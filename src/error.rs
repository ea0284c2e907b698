//! Error types for zotrm

use thiserror::Error;

/// Result type alias for zotrm operations
pub type Result<T> = std::result::Result<T, SyncError>;

/// Main error type for zotrm
#[derive(Error, Debug)]
pub enum SyncError {
    #[error("Configuration error: {0}")]
    Config(String),

    #[error("Collection lookup failed: {0}")]
    CollectionLookup(String),

    #[error("Could not create directory {0} on remarkable")]
    DeviceCreate(String),

    #[error("Could not upload file {0} to remarkable")]
    Upload(String),

    #[error("Device error: {0}")]
    Device(String),

    #[error("Annotation extraction failed: {0}")]
    Extraction(String),

    #[error("Library write failed: {0}")]
    LibraryWrite(String),

    #[error("Library error: {0}")]
    Library(String),

    #[error("Page transform failed: {0}")]
    Transform(String),

    #[error("Invalid device timestamp: {0}")]
    Timestamp(String),

    #[error("Serialization error: {0}")]
    Serialization(#[from] serde_json::Error),

    #[error("IO error: {0}")]
    Io(#[from] std::io::Error),

    #[error("HTTP request error: {0}")]
    #[cfg(feature = "zotero-web")]
    Http(#[from] reqwest::Error),
}

impl SyncError {
    /// Whether the error aborts the whole run rather than a single record
    pub fn is_run_fatal(&self) -> bool {
        matches!(self, SyncError::Config(_))
    }

    /// Reclassify a failure raised while writing to the library.
    ///
    /// Transport and lookup errors seen mid-write leave the record in the same
    /// half-written state as a rejected write, so they are reported as one.
    pub fn into_library_write(self) -> SyncError {
        match self {
            SyncError::LibraryWrite(_) => self,
            other => SyncError::LibraryWrite(other.to_string()),
        }
    }

    /// Short class name used in log fields
    pub fn kind(&self) -> &'static str {
        match self {
            SyncError::Config(_) => "config",
            SyncError::CollectionLookup(_) => "collection_lookup",
            SyncError::DeviceCreate(_) => "device_create",
            SyncError::Upload(_) => "upload",
            SyncError::Device(_) => "device",
            SyncError::Extraction(_) => "extraction",
            SyncError::LibraryWrite(_) => "library_write",
            SyncError::Library(_) => "library",
            SyncError::Transform(_) => "transform",
            SyncError::Timestamp(_) => "timestamp",
            SyncError::Serialization(_) => "serialization",
            SyncError::Io(_) => "io",
            #[cfg(feature = "zotero-web")]
            SyncError::Http(_) => "http",
        }
    }
}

________________________________________

◆ WHAT YOU ARE ASKED TO DO
Across the whole listing above, report each line that includes "feature".

◆ ANSWER TO THIS EXERCISE
    #[cfg(feature = "zotero-web")]
            #[cfg(feature = "zotero-web")]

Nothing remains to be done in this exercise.